Same-Day Discharge After Elective PCI Could Save Millions

Debra L Beck

October 09, 2018

Same-day discharge (SDD) after elective percutaneous coronary intervention (PCI) is safe and saves costs, but is infrequently and inconsistently used in the United States, results of an observational study suggest.

Greater use of SDD could save more than $550 million annually, say researchers, led by Amit P. Amin, MD, MSc, Washington University School of Medicine, St. Louis. They found that SDD was associated with a savings of $5128 per procedure, compared with non-SDD, after adjustment for interhospital variation in case mix and the propensity score.

Most of the savings with SDD were attributable to lower room and board costs and lower central supply costs.

"Taken together, our findings underscore a potentially large missed opportunity of SDD in the United States," they write.

Their findings were published online September 26 in JAMA Cardiology.

The researchers used the Premier Healthcare Database, an administrative claims database that includes about 20% of all acute care hospitalizations in the United States. They looked at 672,470 elective PCIs performed at 493 hospitals between January 2006 and December 2015.

Substantial hospital variation was noted. The unadjusted overall SDD rate was 9.1% (ranging from 0% to 83%), which corrected to 3.5% after adjustment for interhospital variation. This suggested, the authors say, that a few larger hospitals performing a larger number of SDD procedures skewed the unadjusted result upward.

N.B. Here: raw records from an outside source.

use crate::domain::tts::SynthesisError;
use crate::error::AppError;
use crate::infrastructure::audio::MergeError;
use std::path::PathBuf;

#[derive(Debug, thiserror::Error)]
pub enum ProgressError {
    #[error("failed to access state file {}: {source}", .path.display())]
    Io {
        path: PathBuf,
        #[source]
        source: std::io::Error,
    },
    #[error("state file {} is corrupt: {source}", .path.display())]
    Corrupt {
        path: PathBuf,
        #[source]
        source: serde_json::Error,
    },
    #[error("failed to serialize state: {0}")]
    Serialize(#[from] serde_json::Error),
}

#[derive(Debug, thiserror::Error)]
pub enum NarrationError {
    #[error("synthesis failed for chunk {}: {source}", .index + 1)]
    Synthesis {
        index: usize,
        #[source]
        source: SynthesisError,
    },
    #[error(transparent)]
    Progress(#[from] ProgressError),
    #[error(transparent)]
    Merge(#[from] MergeError),
    #[error("merge refused, missing chunk indices {missing:?}")]
    Incomplete { missing: Vec<usize> },
    #[error(
        "chunk {} in state file {} is {bytes} bytes, over the current limit of {limit}; \
         restore the earlier limit or delete the state file",
        .index + 1,
        .path.display()
    )]
    StoredChunkTooLarge {
        path: PathBuf,
        index: usize,
        bytes: usize,
        limit: usize,
    },
    #[error("synthesis of {chunks} chunks was not confirmed")]
    Aborted { chunks: usize },
    #[error("failed to write {}: {source}", .path.display())]
    Io {
        path: PathBuf,
        #[source]
        source: std::io::Error,
    },
    #[error("worker task failed: {0}")]
    Join(String),
    #[error(transparent)]
    Other(#[from] anyhow::Error),
}

impl NarrationError {
    pub fn io(path: impl Into<PathBuf>, source: std::io::Error) -> Self {
        NarrationError::Io {
            path: path.into(),
            source,
        }
    }
}

impl From<NarrationError> for AppError {
    fn from(err: NarrationError) -> Self {
        match err {
            NarrationError::Synthesis { .. } => AppError::Synthesis(err.to_string()),
            NarrationError::Merge(_) | NarrationError::Incomplete { .. } => AppError::Merge(err.to_string()),
            NarrationError::Aborted { .. } => AppError::Aborted(err.to_string()),
            NarrationError::StoredChunkTooLarge { .. } => AppError::Config(err.to_string()),
            NarrationError::Progress(ProgressError::Corrupt { .. }) => AppError::Input(err.to_string()),
            NarrationError::Progress(_)
            | NarrationError::Io { .. }
            | NarrationError::Join(_)
            | NarrationError::Other(_) => AppError::Internal(err.to_string()),
        }
    }
}
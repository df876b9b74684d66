use super::error::NarrationError;
use super::model::ChunkArtifact;
use crate::infrastructure::repositories::{ProgressStore, TtsRepository};
use std::sync::atomic::{AtomicBool, Ordering};
use std::sync::Arc;
use std::time::Instant;
use tokio::sync::Semaphore;
use tokio::task::{JoinError, JoinSet};

/// One chunk still waiting for audio
#[derive(Debug, Clone)]
pub struct PendingChunk {
    pub index: usize,
    pub text: String,
    pub artifact: ChunkArtifact,
}

/// Bounded pool running one synthesis call per pending chunk.
///
/// Chunks are dispatched in the order given; a permit is taken before each
/// task is spawned, so a concurrency of 1 runs strictly in order. Once a
/// failure is observed no further chunk is dispatched; chunks already in
/// flight finish and are recorded, then the first error is returned.
pub struct WorkerPool {
    concurrency: usize,
}

type UnitResult = Result<Result<ChunkArtifact, NarrationError>, JoinError>;

impl WorkerPool {
    pub fn new(concurrency: usize) -> Self {
        Self {
            concurrency: concurrency.max(1),
        }
    }

    pub fn concurrency(&self) -> usize {
        self.concurrency
    }

    /// Returns the artifacts synthesized by this run, in completion order.
    pub async fn run(
        &self,
        pending: Vec<PendingChunk>,
        tts: Arc<dyn TtsRepository>,
        store: Arc<ProgressStore>,
    ) -> Result<Vec<ChunkArtifact>, NarrationError> {
        let semaphore = Arc::new(Semaphore::new(self.concurrency));
        // Raised by a failing task before it gives its permit back
        let failed = Arc::new(AtomicBool::new(false));
        let mut tasks = JoinSet::new();
        let mut completed = Vec::with_capacity(pending.len());
        let mut failure: Option<NarrationError> = None;

        for unit in pending {
            let permit = match Arc::clone(&semaphore).acquire_owned().await {
                Ok(permit) => permit,
                Err(_) => break,
            };

            while let Some(joined) = tasks.try_join_next() {
                record(joined, &mut completed, &mut failure);
            }
            if failure.is_some() || failed.load(Ordering::SeqCst) {
                break;
            }

            let tts = Arc::clone(&tts);
            let store = Arc::clone(&store);
            let failed = Arc::clone(&failed);
            tasks.spawn(async move {
                let result = synthesize_chunk(unit, tts.as_ref(), store.as_ref()).await;
                if result.is_err() {
                    failed.store(true, Ordering::SeqCst);
                }
                drop(permit);
                result
            });
        }

        while let Some(joined) = tasks.join_next().await {
            record(joined, &mut completed, &mut failure);
        }

        match failure {
            Some(err) => Err(err),
            None => Ok(completed),
        }
    }
}

fn record(joined: UnitResult, completed: &mut Vec<ChunkArtifact>, failure: &mut Option<NarrationError>) {
    let err = match joined {
        Ok(Ok(artifact)) => {
            completed.push(artifact);
            return;
        }
        Ok(Err(err)) => err,
        Err(join_err) => NarrationError::Join(join_err.to_string()),
    };

    if failure.is_none() {
        *failure = Some(err);
    } else {
        tracing::warn!(error = %err, "Additional chunk failure while draining workers");
    }
}

/// Sidecar, synthesis, audio file, then the completion record. A chunk is
/// only recorded once its audio is on disk.
async fn synthesize_chunk(
    unit: PendingChunk,
    tts: &dyn TtsRepository,
    store: &ProgressStore,
) -> Result<ChunkArtifact, NarrationError> {
    let sidecar = &unit.artifact.text_sidecar_path;
    tokio::fs::write(sidecar, &unit.text)
        .await
        .map_err(|e| NarrationError::io(sidecar, e))?;

    tracing::info!(
        chunk_index = unit.index + 1,
        chunk_bytes = unit.text.len(),
        audio_path = %unit.artifact.audio_path.display(),
        "Synthesizing chunk"
    );

    let start_time = Instant::now();
    let audio = tts
        .synthesize(&unit.text)
        .await
        .map_err(|source| {
            tracing::error!(
                chunk_index = unit.index + 1,
                provider = tts.provider_name(),
                error = %source,
                "Chunk synthesis failed"
            );
            NarrationError::Synthesis {
                index: unit.index,
                source,
            }
        })?;

    let audio_path = &unit.artifact.audio_path;
    tokio::fs::write(audio_path, &audio)
        .await
        .map_err(|e| NarrationError::io(audio_path, e))?;

    let progress = store.mark_complete(unit.index, &unit.artifact.id()).await?;
    tracing::info!(
        chunk_index = unit.index + 1,
        completed = progress.completed,
        total = progress.total,
        progress = format!("{:.1}%", progress.percent()),
        latency_ms = start_time.elapsed().as_millis() as u64,
        audio_size_bytes = audio.len(),
        "Chunk saved"
    );

    Ok(unit.artifact)
}
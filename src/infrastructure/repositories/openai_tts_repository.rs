use super::tts_repository::TtsRepository;
use crate::domain::tts::{LanguageCode, SynthesisError};
use crate::infrastructure::config::{AudioFormat, OpenAiConfig};
use async_openai::{
    config::OpenAIConfig,
    error::OpenAIError,
    types::{CreateSpeechRequest, SpeechModel, SpeechResponseFormat, Voice},
    Client,
};
use async_trait::async_trait;
use std::sync::Arc;

/// OpenAI has a limit of 4096 characters per request
const MAX_BATCH_SIZE: usize = 4096;

const DEFAULT_MODEL: &str = "tts-1";

/// OpenAI TTS implementation of TTS repository
pub struct OpenAiTtsRepository {
    client: Arc<Client<OpenAIConfig>>,
    model: String,
    voice: String,
    response_format: SpeechResponseFormat,
    max_request_bytes: usize,
}

impl OpenAiTtsRepository {
    pub fn new(client: Arc<Client<OpenAIConfig>>, config: &OpenAiConfig, language: LanguageCode) -> Self {
        let voice = config
            .voice
            .clone()
            .unwrap_or_else(|| Self::get_voice_for_language(language).to_string());
        let response_format = match config.output_format {
            AudioFormat::Mp3 => SpeechResponseFormat::Mp3,
            AudioFormat::Wav => SpeechResponseFormat::Wav,
            AudioFormat::Ogg => SpeechResponseFormat::Opus,
        };

        Self {
            client,
            model: config.model.clone().unwrap_or_else(|| DEFAULT_MODEL.to_string()),
            voice,
            response_format,
            max_request_bytes: config.max_text_length.unwrap_or(MAX_BATCH_SIZE).min(MAX_BATCH_SIZE),
        }
    }

    /// Select the appropriate OpenAI voice for a language
    /// Based on voice characteristics that suit each language
    fn get_voice_for_language(language: LanguageCode) -> &'static str {
        match language {
            LanguageCode::English => "alloy",     // Neutral American accent
            LanguageCode::Spanish => "echo",      // Warm, clear for Spanish
            LanguageCode::French => "nova",       // Soft, suitable for French
            LanguageCode::German => "onyx",       // Clear, authoritative
            LanguageCode::Italian => "fable",     // Expressive for Italian
            LanguageCode::Portuguese => "shimmer", // Clear articulation
        }
    }

    fn speech_model(&self) -> SpeechModel {
        match self.model.as_str() {
            "tts-1" => SpeechModel::Tts1,
            "tts-1-hd" => SpeechModel::Tts1Hd,
            other => SpeechModel::Other(other.to_string()),
        }
    }

    fn speech_voice(&self) -> Voice {
        match self.voice.to_lowercase().as_str() {
            "alloy" => Voice::Alloy,
            "echo" => Voice::Echo,
            "fable" => Voice::Fable,
            "onyx" => Voice::Onyx,
            "nova" => Voice::Nova,
            "shimmer" => Voice::Shimmer,
            other => {
                tracing::warn!(voice = other, "Unknown OpenAI voice, using alloy");
                Voice::Alloy
            }
        }
    }
}

#[async_trait]
impl TtsRepository for OpenAiTtsRepository {
    async fn synthesize(&self, text: &str) -> Result<Vec<u8>, SynthesisError> {
        let start_time = std::time::Instant::now();

        tracing::debug!(
            model = %self.model,
            voice = %self.voice,
            text_length = text.len(),
            "Calling OpenAI TTS API"
        );

        let request = CreateSpeechRequest {
            model: self.speech_model(),
            input: text.to_string(),
            voice: self.speech_voice(),
            response_format: Some(self.response_format.clone()),
            speed: None, // Defaults to 1.0
        };

        let response = self.client.audio().speech(request).await.map_err(|e| {
            tracing::error!(
                error = %e,
                model = %self.model,
                voice = %self.voice,
                text_length = text.len(),
                "OpenAI TTS API call failed"
            );
            match e {
                OpenAIError::ApiError(api) => SynthesisError::Rejected {
                    status: api.r#type.unwrap_or_else(|| "api_error".to_string()),
                    message: api.message,
                },
                other => SynthesisError::Transport(format!("OpenAI TTS error: {}", other)),
            }
        })?;

        let audio_bytes = response.bytes.to_vec();
        if audio_bytes.is_empty() {
            return Err(SynthesisError::EmptyAudio);
        }

        tracing::debug!(
            provider = "openai",
            latency_ms = start_time.elapsed().as_millis(),
            audio_size_bytes = audio_bytes.len(),
            "OpenAI TTS audio received"
        );

        Ok(audio_bytes)
    }

    fn max_request_bytes(&self) -> usize {
        self.max_request_bytes
    }

    fn provider_name(&self) -> &'static str {
        "openai"
    }
}
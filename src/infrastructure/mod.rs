pub mod audio;
pub mod cli;
pub mod config;
pub mod extract;
pub mod prompt;
pub mod repositories;
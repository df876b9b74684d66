use crate::domain::tts::SynthesisError;
use async_trait::async_trait;

/// Repository for TTS synthesis operations.
/// Abstracts the underlying TTS provider (Azure Speech, AWS Polly, OpenAI)
///
/// Implementations synthesize exactly the text they are given in one request.
/// Splitting long documents is the narration pipeline's job; callers never
/// pass more than `max_request_bytes` bytes.
#[async_trait]
pub trait TtsRepository: Send + Sync {
    /// Synthesize one chunk of text
    ///
    /// Returns encoded audio in the provider's configured output format
    ///
    /// # Errors
    /// Returns error if the provider rejects the request or is unreachable
    async fn synthesize(&self, text: &str) -> Result<Vec<u8>, SynthesisError>;

    /// Largest request the provider accepts, in bytes of UTF-8 text
    fn max_request_bytes(&self) -> usize;

    fn provider_name(&self) -> &'static str;
}
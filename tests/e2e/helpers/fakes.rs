use async_trait::async_trait;
use std::path::{Path, PathBuf};
use std::sync::atomic::{AtomicUsize, Ordering};
use std::sync::Mutex;
use std::time::Duration;
use tts_cli::domain::tts::SynthesisError;
use tts_cli::infrastructure::audio::{AudioMerger, MergeError};
use tts_cli::infrastructure::prompt::Confirmation;
use tts_cli::infrastructure::repositories::TtsRepository;

type DelayFn = Box<dyn Fn(&str) -> Duration + Send + Sync>;

/// Provider double: the "audio" for a text is the text in brackets.
pub struct FakeTts {
    fail_on: Option<String>,
    delay: DelayFn,
    max_request_bytes: usize,
    calls: Mutex<Vec<String>>,
    in_flight: AtomicUsize,
    peak: AtomicUsize,
}

impl FakeTts {
    pub fn new() -> Self {
        Self {
            fail_on: None,
            delay: Box::new(|_| Duration::ZERO),
            max_request_bytes: 4096,
            calls: Mutex::new(Vec::new()),
            in_flight: AtomicUsize::new(0),
            peak: AtomicUsize::new(0),
        }
    }

    /// Reject the request whose text equals `text`
    pub fn failing_on(mut self, text: &str) -> Self {
        self.fail_on = Some(text.to_string());
        self
    }

    pub fn with_delay(mut self, delay: impl Fn(&str) -> Duration + Send + Sync + 'static) -> Self {
        self.delay = Box::new(delay);
        self
    }

    pub fn with_max_request_bytes(mut self, max: usize) -> Self {
        self.max_request_bytes = max;
        self
    }

    pub fn audio_for(text: &str) -> Vec<u8> {
        format!("[{}]", text).into_bytes()
    }

    /// Texts requested so far, in call order
    pub fn calls(&self) -> Vec<String> {
        self.calls.lock().unwrap().clone()
    }

    pub fn peak_in_flight(&self) -> usize {
        self.peak.load(Ordering::SeqCst)
    }
}

#[async_trait]
impl TtsRepository for FakeTts {
    async fn synthesize(&self, text: &str) -> Result<Vec<u8>, SynthesisError> {
        let now = self.in_flight.fetch_add(1, Ordering::SeqCst) + 1;
        self.peak.fetch_max(now, Ordering::SeqCst);
        self.calls.lock().unwrap().push(text.to_string());

        tokio::time::sleep((self.delay)(text)).await;
        self.in_flight.fetch_sub(1, Ordering::SeqCst);

        if self.fail_on.as_deref() == Some(text) {
            return Err(SynthesisError::Rejected {
                status: "500".to_string(),
                message: "scripted failure".to_string(),
            });
        }
        Ok(Self::audio_for(text))
    }

    fn max_request_bytes(&self) -> usize {
        self.max_request_bytes
    }

    fn provider_name(&self) -> &'static str {
        "fake"
    }
}

/// Merger double: byte-concatenates inputs in the order given
pub struct ConcatMerger {
    merged: Mutex<Vec<Vec<PathBuf>>>,
}

impl ConcatMerger {
    pub fn new() -> Self {
        Self {
            merged: Mutex::new(Vec::new()),
        }
    }

    /// Input lists of every merge so far
    pub fn merges(&self) -> Vec<Vec<PathBuf>> {
        self.merged.lock().unwrap().clone()
    }
}

#[async_trait]
impl AudioMerger for ConcatMerger {
    async fn concat(&self, inputs: &[PathBuf], output: &Path) -> Result<(), MergeError> {
        self.merged.lock().unwrap().push(inputs.to_vec());

        let mut bytes = Vec::new();
        for input in inputs {
            let audio = tokio::fs::read(input).await.map_err(|source| MergeError::Io {
                path: input.clone(),
                source,
            })?;
            bytes.extend(audio);
        }
        tokio::fs::write(output, bytes).await.map_err(|source| MergeError::Io {
            path: output.to_path_buf(),
            source,
        })
    }
}

pub struct FailingMerger;

#[async_trait]
impl AudioMerger for FailingMerger {
    async fn concat(&self, _inputs: &[PathBuf], _output: &Path) -> Result<(), MergeError> {
        Err(MergeError::Failed {
            tool: "ffmpeg".to_string(),
            status: "exit status: 1".to_string(),
            stderr: "scripted merge failure".to_string(),
        })
    }
}

/// Answers "no" and counts how often it was asked
pub struct DeclineConfirm {
    asked: AtomicUsize,
}

impl DeclineConfirm {
    pub fn new() -> Self {
        Self {
            asked: AtomicUsize::new(0),
        }
    }

    pub fn times_asked(&self) -> usize {
        self.asked.load(Ordering::SeqCst)
    }
}

#[async_trait]
impl Confirmation for DeclineConfirm {
    async fn confirm(&self, _total_chunks: usize, _pending_chunks: usize) -> bool {
        self.asked.fetch_add(1, Ordering::SeqCst);
        false
    }
}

Indeed, the median rate of SDD at the top decile of hospitals was 44.5%, compared with 2.2% at the non-top-decile SDD hospitals, which was where 88.74% of all elective PCIs were performed.

Applied nationally to the approximately 300,000 elective PCIs performed yearly, the authors suggest that a shift in practice nationwide to an SDD rate of 44.5% would be associated with savings of $577 million annually.

Using a series of mixed effects, hierarchical logistic regression models, they also looked at the safety of SDD, specifically at four outcomes — death, transfusion for bleeding, acute kidney injury (AKI), and acute myocardial infarction (AMI) — at 30 days, 90 days, and 1 year.

"From these results, we observed that SDD was not associated with a higher rate of rehospitalization for bleeding, AKI, AMI, or mortality after discharge," the authors note.

Length of Stay

"The data reinforce what we already suspected was the main contributor to costs in intervention, which is duration of hospital stay," said interventional cardiologist William A. Rollefson, MD, Arkansas Heart Hospital, Little Rock.

Rollefson thinks 44.5% is a conservative estimate of what's possible. He was not involved in this study, but recently published his own data showing SDD, compared with next-day discharge, after elective transradial PCI was safe and saved about $2600 per patient at 30 days.

"At our institution, since the implementation of the two-midnight rule, we are now averaging roughly 70% of our patients going home same day, so I absolutely think it's a very realistic goal to have about 50% of patients going home the same day as a national target."

The Centers for Medicare and Medicaid Services implemented the two-midnight rule in 2013. In brief, it requires practitioners to clearly designate whether a patient is expected to require a hospital stay that crosses two midnights.

"It is what has really ramped up interest in same-day discharge, because there is just absolutely no advantage to staying overnight and a lot of disadvantages to the institution financially. The clinicians get paid the same either way," said Rollefson.

He suggested that the reluctance to shift practice to shorter post-PCI stays was mostly an issue of clinicians and institutions being slow to change practice in the absence of a clear incentive to do so. "The mindset of interventionalists was that people needed to stay overnight because that's the way we've always done it."

The authors found that, overall, the rate of SDD steadily increased over time, from 0.4% in 2006 to 6.3% in 2015. More contemporary data from the National Cardiovascular Data Registry's CathPCI registry indicate that the SDD rate has risen still more, to 22.3% in the fourth quarter of 2017.

Importantly, the rates of adverse outcomes did not differ between patients released the same day and those with a longer hospital stay.

"It seems that acute complications of PCI occur within the first 4 hours and, after that, there's really no benefit in keeping people any longer," said Rollefson.

Transradial access independently increased the odds of SDD by 45% (< .001), but the authors stress that the shift to transradial only partly explains the rising trend in SDD. In a sensitivity analysis that excluded the transradial cases, SDD among transfemoral elective PCI patients was still associated with a cost savings of $5095 per patient and similar safety.

The transradial approach does "facilitate" a same-day discharge, said Rollefson, but it's not strictly required. SDD is safe and feasible in many patients who have transfemoral access, but usually requires the use of a closure device, he said.

Amin receives grant support from the National Institutes of Health and Volcano corporation and MedAxiom Synergistic Healthcare Solutions, and consulting fees from Terumo and AstraZeneca. Rollefson reported no conflicts of interest related to this study.